Le CEFIR du Cégep Édouard-Montpetit a obtenu le 15 mars 2020 une subvention de 360 000$ de la part du Conseil de recherche en sciences naturelles et en génie du Canada (CRSNG) pour la réalisation du projet Pratique religieuse dans les cégeps : nouvelles avenues pour une meilleure intégration, dans le cadre du Fonds d’innovation sociale destiné aux collèges et aux communautés. Ce projet d’une durée de 3 ans (2020-2023) vise à répertorier les méthodes utilisées dans l’ensemble des cégeps pour gérer les pratiques religieuses dans la communauté collégiale et de tester des approches nouvelles au Cégep Édouard-Montpetit, autant dans la vie étudiante que dans le cadre des cours.
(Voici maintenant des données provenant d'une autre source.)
// =============================================================================
// Memory across chapters
// =============================================================================

mod memory_flow {
    use super::*;

    #[tokio::test]
    async fn test_accepted_chapter_feeds_next_producer() {
        let h = Harness::new(Scripted::passing());
        let w = work("memory", 2, short());
        h.add(&w);

        let report = h
            .engine(options(3, 0))
            .produce_chapter_range(&w, None, &CancellationToken::new())
            .await
            .unwrap();
        assert_eq!(report.accepted(), 2);

        let drafts = h.generator.calls(Role::Producer);
        assert_eq!(drafts.len(), 2);
        assert!(!drafts[0].context.contains("Summary of chapter"));
        assert!(drafts[1].context.contains("Summary of chapter 1"));
        assert!(drafts[1].context.contains("How the previous chapter ended"));

        match &report.outcomes[0].1 {
            ChapterOutcome::Accepted { record_ids, .. } => assert!(!record_ids.is_empty()),
            other => panic!("expected accepted chapter, got {other:?}"),
        }
        assert_eq!(h.memory.count(&w.id).await.unwrap(), 2);
        assert_eq!(h.status(&w.id, 2), (ItemStatus::Accepted, 0));
    }

    #[tokio::test]
    async fn test_rerun_skips_accepted_chapters() {
        let h = Harness::new(Scripted::passing());
        let w = work("rerun", 2, short());
        h.add(&w);
        let engine = h.engine(options(3, 0));
        engine
            .produce_chapter_range(&w, None, &CancellationToken::new())
            .await
            .unwrap();

        let reloaded = h.works.load(&w.id).unwrap();
        let report = engine
            .produce_chapter_range(&reloaded, None, &CancellationToken::new())
            .await
            .unwrap();
        assert_eq!(report.skipped, vec![1, 2]);
        assert!(report.outcomes.is_empty());
        assert_eq!(h.generator.calls(Role::Producer).len(), 2);
    }

    #[tokio::test]
    async fn test_unknown_selection_is_rejected() {
        let h = Harness::new(Scripted::passing());
        let w = work("unknown", 2, short());
        h.add(&w);

        let err = h
            .engine(options(3, 0))
            .produce_chapter_range(&w, Some(&[7][..]), &CancellationToken::new())
            .await
            .unwrap_err();
        assert!(matches!(err.source, WorkflowError::UnknownItem { sequence: 7, .. }));
        assert!(err.report.outcomes.is_empty());
        assert!(h.generator.calls(Role::Producer).is_empty());
    }

    #[tokio::test]
    async fn test_character_named_twice_keeps_one_current_state() {
        let mut anna = HashMap::new();
        anna.insert(1, "at the dock\nAnna: holding the letter".to_string());
        anna.insert(2, "on the ferry\nAnna: asleep in the cabin".to_string());
        let h = Harness::new(Scripted {
            anna,
            ..Scripted::passing()
        });
        let w = work("twice", 2, short());
        h.add(&w);

        let report = h
            .engine(options(3, 0))
            .produce_chapter_range(&w, None, &CancellationToken::new())
            .await
            .unwrap();
        assert_eq!(report.accepted(), 2);

        let current: Vec<MemoryRecord> = h
            .memory
            .records(&w.id)
            .await
            .unwrap()
            .into_iter()
            .filter(|r| r.kind() == RecordKind::CharacterState && r.is_current())
            .collect();
        assert_eq!(current.len(), 1);
        assert_eq!(current[0].chapter, 2);
        assert!(current[0].text().contains("asleep in the cabin"));
    }
}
Le projet part du constat que, bien que les milieux collégiaux soient très ouverts et que l’intégration de tous et toutes fasse partie des valeurs centrales du réseau, il existe toutefois un malaise autour de la pratique religieuse. Ainsi, alors qu’une majorité des étudiant.e.s et de membres du personnel n’est pas croyante, il existe tout de même une portion significative d’étudiant.e.s pour qui la foi constitue un élément central de leur vie. Les débats autour de la laïcité, de l’immigration et de l’identité ont contribué à charger la question religieuse de tensions, dans un contexte où la majorité des jeunes connaît très mal les religions, ce qui accentue les incompréhensions. Le CEFIR vise donc à trouver de nouvelles façons de désamorcer ces tensions en diffusant les connaissances sur les religions et en créant des espaces d’échange autour de la question religieuse. Des activités pédagogiques, une semaine thématique ainsi qu’un colloque étudiant sur la religion sont notamment prévus.
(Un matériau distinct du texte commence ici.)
#[cfg(test)]
mod tests {
    use super::*;
    use tempfile::tempdir;

    #[test]
    fn test_empty_config_uses_defaults() {
        let config = QuillToml::parse("").unwrap();
        assert_eq!(config.chapter.min_chars, 2050);
        assert_eq!(config.chapter.max_chars, 3000);
        assert_eq!(config.chapter.max_revisions, 3);
        assert_eq!(config.audit.interval, 5);
        assert_eq!(config.memory.context_max_chars, 3000);
        assert_eq!(config.publish.mode, PublishMode::Draft);
        assert!(config.validate().is_ok());
    }

    #[test]
    fn test_parse_sections() {
        let content = r#"
[generation]
model = "base-model"
max_attempts = 5

[generation.models]
reviewer = "strong-model"

[chapter]
min_chars = 1000
max_chars = 1500
length_unit = "cjk"

[review]
pass_threshold = 8.0
judged_dimensions = ["outline"]
"#;
        let config = QuillToml::parse(content).unwrap();
        assert_eq!(config.generation.max_attempts, 5);
        assert_eq!(config.generation.model_for("reviewer"), "strong-model");
        assert_eq!(config.generation.model_for("producer"), "base-model");
        assert_eq!(config.chapter.length_unit, LengthUnit::Cjk);
        assert_eq!(config.review.pass_threshold, 8.0);
        assert_eq!(config.review.judged_dimensions, vec!["outline"]);
    }

    #[test]
    fn test_validate_rejects_inverted_length_range() {
        let mut config = QuillToml::default();
        config.chapter.min_chars = 3000;
        config.chapter.max_chars = 2000;
        let err = config.validate().unwrap_err();
        assert!(err.to_string().contains("min_chars"));
    }

    #[test]
    fn test_validate_rejects_zero_interval_and_revisions() {
        let mut config = QuillToml::default();
        config.audit.interval = 0;
        assert!(config.validate().is_err());

        let mut config = QuillToml::default();
        config.chapter.max_revisions = 0;
        assert!(config.validate().is_err());
    }

    #[test]
    fn test_env_then_cli_layering() {
        let mut config = QuillToml::default();
        config.apply_env_from(|key| match key {
            "QUILL_MODEL" => Some("env-model".to_string()),
            "QUILL_MAX_REVISIONS" => Some("6".to_string()),
            _ => None,
        });
        assert_eq!(config.generation.model, "env-model");
        assert_eq!(config.chapter.max_revisions, 6);

        config.apply_cli(&CliOverrides {
            max_revisions: Some(2),
            audit_interval: Some(4),
            verbose: true,
        });
        assert_eq!(config.chapter.max_revisions, 2, "CLI should win over env");
        assert_eq!(config.audit.interval, 4);
        assert_eq!(config.logging.level, "debug");
    }

    #[test]
    fn test_invalid_env_number_is_ignored() {
        let mut config = QuillToml::default();
        config.apply_env_from(|key| (key == "QUILL_MAX_REVISIONS").then(|| "lots".to_string()));
        assert_eq!(config.chapter.max_revisions, 3);
    }

    #[test]
    fn test_publish_mode_from_str() {
        assert_eq!("draft".parse::<PublishMode>().unwrap(), PublishMode::Draft);
        assert_eq!("PUBLISH".parse::<PublishMode>().unwrap(), PublishMode::Publish);
        assert!("pre-publish".parse::<PublishMode>().is_err());
    }

    #[test]
    fn test_save_and_load_roundtrip_file() {
        let dir = tempdir().unwrap();
        let path = dir.path().join("quill.toml");
        let mut config = QuillToml::default();
        config.project.name = Some("saga".to_string());
        config.save(&path).unwrap();

        let loaded = QuillToml::load_or_default(dir.path()).unwrap();
        assert_eq!(loaded.project.name.as_deref(), Some("saga"));
    }

    #[test]
    fn test_warnings_for_missing_book_id() {
        let config = QuillToml::default();
        assert!(config.warnings().iter().any(|w| w.contains("book_id")));
    }
}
Louis Audet Gosselin, directeur adjoint du CEFIR, agit comme chercheur principal du projet. Il sera accompagné par la co-chercheuse Annie Nantel, professeure en anthropologie et responsable de la Boussole interculturelle du Cégep Édouard-Montpetit, ainsi que les co-chercheurs Martin Latreille, professeur en anthropologie et Martin Geoffroy, directeur du CEFIR et professeur en sociologie. Le projet est mené en partenariat avec le Centre de prévention de la radicalisation menant à la violence, la Fédération des Cégeps et la Chaire UNESCO en prévention de la radicalisation et de l’extrémisme violent. Cette dernière contribuera en outre par l’évaluation des activités mises en place, afin de vérifier leur efficacité et de maximiser leur efficacité dans le but de les pérenniser.

Depuis le mois de mars dernier, l’équipe du CEFIR poursuit ses travaux à distance. Bien que nous ayons très hâte de retrouver nos collègues en personne et de mener des activités de recherche et de formation en personne, il est primordial de s’assurer que la situation soit parfaitement sécuritaire pour relancer les activités en personne. Ainsi, ce projet sera aménagé afin de faire face à la situation, en faisant dans un premier temps des entretiens à distance et en privilégiant la recherche documentaire avant de lancer, lorsque les circonstances le permettront, les recherches et les activités en personne. Malgré le stress causé par la pandémie, les contraintes permettent de mettre en place des méthodes de travail créatives qui pourront transformer nos façons de faire dans les années à venir.